Between the US-Mexico border and Tierra del Fuego at the southern tip of the continent, Catholic Christmas customs and Native American traditions mix in Spanish-speaking countries.

Christmas customs in Latin America: Feliz Navidad: Celebrations with lots of meat and fireworks

Between the US-Mexico border and Tierra del Fuego at the southern tip of the continent, Catholic Christmas customs and Native American traditions mix in Spanish-speaking countries. Instead of re-enacting nativity scenes or nativity plays like in Peru, people in Mexico set off every year and look for accommodation like Maria and Joseph once did.

In Mexico, Christmas customs like the posadas, the piñata and the pastorelas have their origins in the Spanish colonial era. This is how the Posadas are celebrated on December 16th: Friends, acquaintances and neighbors gather on the streets or in houses in anticipation of the coming Christmas. In memory of Mary and Joseph's search for a place to stay, the groups march through the streets like a procession and knock on the front door to ask for shelter.

In the last house, which was determined beforehand, the seekers are finally taken in. Food and drink are served by the hosts, including piñatas, clay jars filled with candy that are smashed with a stick to avoid getting in the way of happiness.

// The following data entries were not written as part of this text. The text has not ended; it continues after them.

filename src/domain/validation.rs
//! Input checks for animal records.
//!
//! These are pure functions: they never touch the store, so the repository
//! can run them before any write and handlers can reuse the same codes.

use serde::{Serialize, Serializer};

pub const NAME_TOO_SHORT: &str = "name_too_short";
pub const AGE_IS_NOT_A_NUMBER: &str = "age_is_not_a_number";
pub const AGE_IS_NOT_POSITIVE: &str = "age_is_not_positive";
pub const BREED_TOO_SHORT: &str = "breed_too_short";

const MIN_TEXT_LEN: usize = 4;

/// Error code to user-facing message, one entry per failed check, kept in
/// the order the checks ran.
#[derive(Debug, Clone, Default, PartialEq, Eq)]
pub struct ValidationErrors(Vec<(String, String)>);

impl ValidationErrors {
    pub fn new() -> Self {
        Self::default()
    }

    /// Records a failure. A repeated code keeps its position and takes the
    /// new message.
    pub fn insert(&mut self, code: &str, message: &str) {
        match self.0.iter_mut().find(|(c, _)| c == code) {
            Some(entry) => entry.1 = message.to_string(),
            None => self.0.push((code.to_string(), message.to_string())),
        }
    }

    pub fn contains(&self, code: &str) -> bool {
        self.0.iter().any(|(c, _)| c == code)
    }

    pub fn message(&self, code: &str) -> Option<&str> {
        self.0
            .iter()
            .find(|(c, _)| c == code)
            .map(|(_, m)| m.as_str())
    }

    pub fn codes(&self) -> impl Iterator<Item = &str> {
        self.0.iter().map(|(c, _)| c.as_str())
    }

    pub fn is_empty(&self) -> bool {
        self.0.is_empty()
    }

    pub fn len(&self) -> usize {
        self.0.len()
    }
}

impl Serialize for ValidationErrors {
    fn serialize<S: Serializer>(&self, serializer: S) -> Result<S::Ok, S::Error> {
        serializer.collect_map(self.0.iter().map(|(c, m)| (c, m)))
    }
}

impl std::fmt::Display for ValidationErrors {
    fn fmt(&self, f: &mut std::fmt::Formatter<'_>) -> std::fmt::Result {
        let codes: Vec<&str> = self.codes().collect();
        f.write_str(&codes.join(", "))
    }
}

/// Outcome of reading an age field.
#[derive(Debug, Clone, Copy, PartialEq, Eq)]
pub enum AgeCheck {
    NotANumber,
    NotPositive,
    Valid,
}

/// Classifies an age string.
///
/// A single leading `-` is allowed; the rest must be ASCII digits. Positivity
/// is decided from the sign and digits, so values wider than `i64` are
/// still classified.
pub fn check_age(age: &str) -> AgeCheck {
    let (negative, digits) = match age.strip_prefix('-') {
        Some(rest) => (true, rest),
        None => (false, age),
    };
    if digits.is_empty() || !digits.bytes().all(|b| b.is_ascii_digit()) {
        return AgeCheck::NotANumber;
    }
    let is_zero = digits.bytes().all(|b| b == b'0');
    if negative || is_zero {
        AgeCheck::NotPositive
    } else {
        AgeCheck::Valid
    }
}

/// Validates the fields of an animal. An empty result means the input is
/// acceptable.
pub fn validate_animal_input(name: &str, breed: &str, age: &str) -> ValidationErrors {
    let mut errors = ValidationErrors::new();

    if name.chars().count() < MIN_TEXT_LEN {
        errors.insert(
            NAME_TOO_SHORT,
            "Please ensure that name has more than 3 characters",
        );
    }

    match check_age(age) {
        AgeCheck::NotANumber => {
            errors.insert(AGE_IS_NOT_A_NUMBER, "Please ensure that age is a number")
        }
        AgeCheck::NotPositive => {
            errors.insert(AGE_IS_NOT_POSITIVE, "Please ensure that age is positive")
        }
        AgeCheck::Valid => {}
    }

    if breed.chars().count() < MIN_TEXT_LEN {
        errors.insert(
            BREED_TOO_SHORT,
            "Please ensure breed is more than 3 characters",
        );
    }

    errors
}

Colorful theater performances, the Pastorelas, are also part of the Mexican Christmas festival. The origins of these performances go back to the Spanish Middle Ages. The plays with religious content were intended to support the Spanish Jesuits in their missionary work. Atmospheric festivals soon developed from this in the villages of present-day Mexico.

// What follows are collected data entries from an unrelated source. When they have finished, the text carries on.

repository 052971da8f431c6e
pub mod http;
//! Log output for the binaries.

use tracing_subscriber::EnvFilter;

pub const DEFAULT_FILTER: &str = "animal_shelter=info,api_server=info,preflight=info,tower_http=info";

/// Installs a fmt subscriber filtered by `RUST_LOG`, falling back to
/// [`DEFAULT_FILTER`]. Calling it twice is harmless.
pub fn init() {
    let filter = EnvFilter::try_from_default_env().unwrap_or_else(|_| EnvFilter::new(DEFAULT_FILTER));
    let _ = tracing_subscriber::fmt().with_env_filter(filter).try_init();
}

December is midsummer further south of the equator. In Rio de Janeiro, part of the Advent season is spent on the beach. Christmas and summer holidays fall in the same weeks. Every year the largest floating Christmas tree is erected on a pontoon on the city lake, the Lagoa Rodrigo de Freitas. The tree construction, hung with thousands upon thousands of lights, reaches 80 meters into the sky.

Santa Claus is even more grandiose in Rio. Every year he hovers in by helicopter and, as the highlight of a Christmas show, is dropped off at the Maracanã football arena, one of the largest football stadiums in the world. In the cities of Brazil in particular, a bombastic firework display is also set off at the Christmas climax.

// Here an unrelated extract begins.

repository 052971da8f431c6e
pub mod config;
pub mod telemetry;

pub use config::Config;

In the predominantly Catholic countries of South America, after the service on December 25, families sit together at the table and share poultry, roast pork and grilled beef, especially in southern Brazil and Argentina. Instead of gingerbread, panettone is served as a dessert, the recipes of which the many immigrants brought with them from Italy. However, instead of apples and honey, bananas and pineapples, cane sugar and peanuts are used in the yeast cake.

On January 6th, South Americans commemorate the arrival of the Three Kings. Unlike in Central Europe, this is the day of presents, which not only the children look forward to for a whole year. A particular tradition is the "Rosca de Reyes", a sweet yeast cake with candied fruit eaten on Epiphany. After this date, the Christmas trees will also disappear from the windows and rooms. In Brazil, people are already concentrating on the next big event, the carnival.

For four servings

3 spring onions 2 cloves of garlic 5 shallots 250 g brown beans (cooked) 100 g bacon 100 g air-dried sausage 600 g pork tenderloin 50 g butter Juice of half a lemon 1 tbsp Worcestershire sauce Bay leaf 2 tsp salt

Peel the garlic and shallots, chop them and puree them with the stirrer and season with salt. Later add the Worcestershire sauce, butter and lemon juice to coat the meat. Cut the spring onions, bacon and sausage into slices and sauté briefly in a saucepan. Then add a cup of water, the beans and spices and simmer for half an hour. Brush the pork fillet with the previously prepared sauce and roast in a casserole in the oven at 220 degrees for a quarter of an hour, then reduce to 190 degrees, cover the meat with aluminum foil and let it cook for another 20 minutes. Later slice the fillet and serve on the plate along with the thickened bean sauce from the pot - Feliz Navidad.